=== SOURCE MATERIAL ===

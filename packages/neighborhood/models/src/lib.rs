#![cfg_attr(feature = "fail-on-warnings", deny(warnings))]
#![warn(clippy::all, clippy::pedantic, clippy::nursery, clippy::cargo)]
#![allow(clippy::multiple_crate_versions, clippy::cargo_common_metadata)]

//! Neighborhood boundary source types.
//!
//! Defines which feature properties carry the neighborhood and borough
//! names. Deserialized from the `[properties]` table of the pipeline
//! config file.

use serde::{Deserialize, Serialize};

/// Property names used to label each boundary feature.
#[derive(Debug, Clone, PartialEq, Eq, Serialize, Deserialize)]
#[serde(default)]
pub struct NeighborhoodFieldMapping {
    /// Property holding the neighborhood name.
    pub neighborhood: String,
    /// Property holding the borough name.
    pub borough: String,
}

impl Default for NeighborhoodFieldMapping {
    fn default() -> Self {
        Self {
            neighborhood: "neighborhood".to_string(),
            borough: "borough".to_string(),
        }
    }
}
#![cfg_attr(feature = "fail-on-warnings", deny(warnings))]
#![warn(clippy::all, clippy::pedantic, clippy::nursery, clippy::cargo)]
#![allow(clippy::multiple_crate_versions, clippy::cargo_common_metadata)]

//! Shared geographic types for the taxi neighborhood pipeline.
//!
//! Defines neighborhood polygons and the rows derived from them
//! (centroids, border points), plus the quantized [`RoundedCoordinate`]
//! key and the [`ResolvedLocation`] produced by assigning a coordinate to
//! a neighborhood.

pub mod coordinate;

use serde::{Deserialize, Serialize};

pub use coordinate::{
    Bounds, DEFAULT_ROUNDING_DECIMALS, MAX_ROUNDING_DECIMALS, RoundedCoordinate,
};

/// A neighborhood boundary as loaded from the feature collection.
///
/// The vertex ring is kept exactly as supplied, so a trailing vertex equal
/// to the first may or may not be present.
#[derive(Debug, Clone, PartialEq)]
pub struct NeighborhoodPolygon {
    /// Outer ring as `(lon, lat)` pairs, in source order.
    pub vertices: Vec<(f64, f64)>,
    /// Neighborhood name. Not unique on its own across boroughs.
    pub neighborhood: String,
    /// Borough name.
    pub borough: String,
}

impl NeighborhoodPolygon {
    /// Returns the `(borough, neighborhood)` label for this polygon.
    #[must_use]
    pub fn label(&self) -> NeighborhoodLabel {
        NeighborhoodLabel {
            borough: self.borough.clone(),
            neighborhood: self.neighborhood.clone(),
        }
    }
}

/// The identity a coordinate resolves to.
#[derive(Debug, Clone, PartialEq, Eq, Hash, PartialOrd, Ord, Serialize, Deserialize)]
pub struct NeighborhoodLabel {
    /// Borough name.
    pub borough: String,
    /// Neighborhood name.
    pub neighborhood: String,
}

/// Planar centroid of one neighborhood polygon.
///
/// Field order matches the persisted centroid table columns.
#[derive(Debug, Clone, PartialEq, Serialize, Deserialize)]
pub struct Centroid {
    /// Centroid longitude.
    pub lon: f64,
    /// Centroid latitude.
    pub lat: f64,
    /// Neighborhood name.
    pub neighborhood: String,
    /// Borough name.
    pub borough: String,
}

/// One vertex of a neighborhood border, as written to the border table.
#[derive(Debug, Clone, PartialEq, Serialize, Deserialize)]
pub struct BorderPoint {
    /// Vertex longitude.
    pub lon: f64,
    /// Vertex latitude.
    pub lat: f64,
    /// Neighborhood name.
    pub neighborhood: String,
    /// Borough name.
    pub borough: String,
}

/// The outcome of resolving one [`RoundedCoordinate`].
///
/// `label` is `None` when no polygon contains the coordinate. Unresolved
/// locations are kept through resolution and dropped before persistence.
#[derive(Debug, Clone, PartialEq, Eq, Hash)]
pub struct ResolvedLocation {
    /// The coordinate that was resolved.
    pub coordinate: RoundedCoordinate,
    /// Containing neighborhood, if any.
    pub label: Option<NeighborhoodLabel>,
}

impl ResolvedLocation {
    /// Creates a location resolved to `label`.
    #[must_use]
    pub const fn resolved(coordinate: RoundedCoordinate, label: NeighborhoodLabel) -> Self {
        Self {
            coordinate,
            label: Some(label),
        }
    }

    /// Creates a location with no containing neighborhood.
    #[must_use]
    pub const fn unresolved(coordinate: RoundedCoordinate) -> Self {
        Self {
            coordinate,
            label: None,
        }
    }

    /// Whether a containing neighborhood was found.
    #[must_use]
    pub const fn is_resolved(&self) -> bool {
        self.label.is_some()
    }

    /// Borough name, if resolved.
    #[must_use]
    pub fn borough(&self) -> Option<&str> {
        self.label.as_ref().map(|l| l.borough.as_str())
    }

    /// Neighborhood name, if resolved.
    #[must_use]
    pub fn neighborhood(&self) -> Option<&str> {
        self.label.as_ref().map(|l| l.neighborhood.as_str())
    }
}

#[cfg(test)]
mod tests {
    use super::*;

    #[test]
    fn unresolved_location_has_no_names() {
        let coord = RoundedCoordinate::from_degrees(-73.9, 40.7, 3).unwrap();
        let loc = ResolvedLocation::unresolved(coord);
        assert!(!loc.is_resolved());
        assert_eq!(loc.borough(), None);
        assert_eq!(loc.neighborhood(), None);
    }

    #[test]
    fn resolved_location_exposes_names() {
        let coord = RoundedCoordinate::from_degrees(-73.9, 40.7, 3).unwrap();
        let loc = ResolvedLocation::resolved(
            coord,
            NeighborhoodLabel {
                borough: "Manhattan".to_string(),
                neighborhood: "Chelsea".to_string(),
            },
        );
        assert!(loc.is_resolved());
        assert_eq!(loc.borough(), Some("Manhattan"));
        assert_eq!(loc.neighborhood(), Some("Chelsea"));
    }

    #[test]
    fn polygon_label_copies_names() {
        let polygon = NeighborhoodPolygon {
            vertices: vec![(0.0, 0.0), (0.0, 1.0), (1.0, 1.0)],
            neighborhood: "Alpha".to_string(),
            borough: "B1".to_string(),
        };
        let label = polygon.label();
        assert_eq!(label.borough, "B1");
        assert_eq!(label.neighborhood, "Alpha");
    }
}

===

The records need to be set down again without a single difference.

filename packages/neighborhood/models/src/lib.rs
#![cfg_attr(feature = "fail-on-warnings", deny(warnings))]
#![warn(clippy::all, clippy::pedantic, clippy::nursery, clippy::cargo)]
#![allow(clippy::multiple_crate_versions, clippy::cargo_common_metadata)]

//! Neighborhood boundary source types.
//!
//! Defines which feature properties carry the neighborhood and borough
//! names. Deserialized from the `[properties]` table of the pipeline
//! config file.

use serde::{Deserialize, Serialize};

/// Property names used to label each boundary feature.
#[derive(Debug, Clone, PartialEq, Eq, Serialize, Deserialize)]
#[serde(default)]
pub struct NeighborhoodFieldMapping {
    /// Property holding the neighborhood name.
    pub neighborhood: String,
    /// Property holding the borough name.
    pub borough: String,
}

impl Default for NeighborhoodFieldMapping {
    fn default() -> Self {
        Self {
            neighborhood: "neighborhood".to_string(),
            borough: "borough".to_string(),
        }
    }
}
#![cfg_attr(feature = "fail-on-warnings", deny(warnings))]
#![warn(clippy::all, clippy::pedantic, clippy::nursery, clippy::cargo)]
#![allow(clippy::multiple_crate_versions, clippy::cargo_common_metadata)]

//! Shared geographic types for the taxi neighborhood pipeline.
//!
//! Defines neighborhood polygons and the rows derived from them
//! (centroids, border points), plus the quantized [`RoundedCoordinate`]
//! key and the [`ResolvedLocation`] produced by assigning a coordinate to
//! a neighborhood.

pub mod coordinate;

use serde::{Deserialize, Serialize};

pub use coordinate::{
    Bounds, DEFAULT_ROUNDING_DECIMALS, MAX_ROUNDING_DECIMALS, RoundedCoordinate,
};

/// A neighborhood boundary as loaded from the feature collection.
///
/// The vertex ring is kept exactly as supplied, so a trailing vertex equal
/// to the first may or may not be present.
#[derive(Debug, Clone, PartialEq)]
pub struct NeighborhoodPolygon {
    /// Outer ring as `(lon, lat)` pairs, in source order.
    pub vertices: Vec<(f64, f64)>,
    /// Neighborhood name. Not unique on its own across boroughs.
    pub neighborhood: String,
    /// Borough name.
    pub borough: String,
}

impl NeighborhoodPolygon {
    /// Returns the `(borough, neighborhood)` label for this polygon.
    #[must_use]
    pub fn label(&self) -> NeighborhoodLabel {
        NeighborhoodLabel {
            borough: self.borough.clone(),
            neighborhood: self.neighborhood.clone(),
        }
    }
}

/// The identity a coordinate resolves to.
#[derive(Debug, Clone, PartialEq, Eq, Hash, PartialOrd, Ord, Serialize, Deserialize)]
pub struct NeighborhoodLabel {
    /// Borough name.
    pub borough: String,
    /// Neighborhood name.
    pub neighborhood: String,
}

/// Planar centroid of one neighborhood polygon.
///
/// Field order matches the persisted centroid table columns.
#[derive(Debug, Clone, PartialEq, Serialize, Deserialize)]
pub struct Centroid {
    /// Centroid longitude.
    pub lon: f64,
    /// Centroid latitude.
    pub lat: f64,
    /// Neighborhood name.
    pub neighborhood: String,
    /// Borough name.
    pub borough: String,
}

/// One vertex of a neighborhood border, as written to the border table.
#[derive(Debug, Clone, PartialEq, Serialize, Deserialize)]
pub struct BorderPoint {
    /// Vertex longitude.
    pub lon: f64,
    /// Vertex latitude.
    pub lat: f64,
    /// Neighborhood name.
    pub neighborhood: String,
    /// Borough name.
    pub borough: String,
}

/// The outcome of resolving one [`RoundedCoordinate`].
///
/// `label` is `None` when no polygon contains the coordinate. Unresolved
/// locations are kept through resolution and dropped before persistence.
#[derive(Debug, Clone, PartialEq, Eq, Hash)]
pub struct ResolvedLocation {
    /// The coordinate that was resolved.
    pub coordinate: RoundedCoordinate,
    /// Containing neighborhood, if any.
    pub label: Option<NeighborhoodLabel>,
}

impl ResolvedLocation {
    /// Creates a location resolved to `label`.
    #[must_use]
    pub const fn resolved(coordinate: RoundedCoordinate, label: NeighborhoodLabel) -> Self {
        Self {
            coordinate,
            label: Some(label),
        }
    }

    /// Creates a location with no containing neighborhood.
    #[must_use]
    pub const fn unresolved(coordinate: RoundedCoordinate) -> Self {
        Self {
            coordinate,
            label: None,
        }
    }

    /// Whether a containing neighborhood was found.
    #[must_use]
    pub const fn is_resolved(&self) -> bool {
        self.label.is_some()
    }

    /// Borough name, if resolved.
    #[must_use]
    pub fn borough(&self) -> Option<&str> {
        self.label.as_ref().map(|l| l.borough.as_str())
    }

    /// Neighborhood name, if resolved.
    #[must_use]
    pub fn neighborhood(&self) -> Option<&str> {
        self.label.as_ref().map(|l| l.neighborhood.as_str())
    }
}

#[cfg(test)]
mod tests {
    use super::*;

    #[test]
    fn unresolved_location_has_no_names() {
        let coord = RoundedCoordinate::from_degrees(-73.9, 40.7, 3).unwrap();
        let loc = ResolvedLocation::unresolved(coord);
        assert!(!loc.is_resolved());
        assert_eq!(loc.borough(), None);
        assert_eq!(loc.neighborhood(), None);
    }

    #[test]
    fn resolved_location_exposes_names() {
        let coord = RoundedCoordinate::from_degrees(-73.9, 40.7, 3).unwrap();
        let loc = ResolvedLocation::resolved(
            coord,
            NeighborhoodLabel {
                borough: "Manhattan".to_string(),
                neighborhood: "Chelsea".to_string(),
            },
        );
        assert!(loc.is_resolved());
        assert_eq!(loc.borough(), Some("Manhattan"));
        assert_eq!(loc.neighborhood(), Some("Chelsea"));
    }

    #[test]
    fn polygon_label_copies_names() {
        let polygon = NeighborhoodPolygon {
            vertices: vec![(0.0, 0.0), (0.0, 1.0), (1.0, 1.0)],
            neighborhood: "Alpha".to_string(),
            borough: "B1".to_string(),
        };
        let label = polygon.label();
        assert_eq!(label.borough, "B1");
        assert_eq!(label.neighborhood, "Alpha");
    }
}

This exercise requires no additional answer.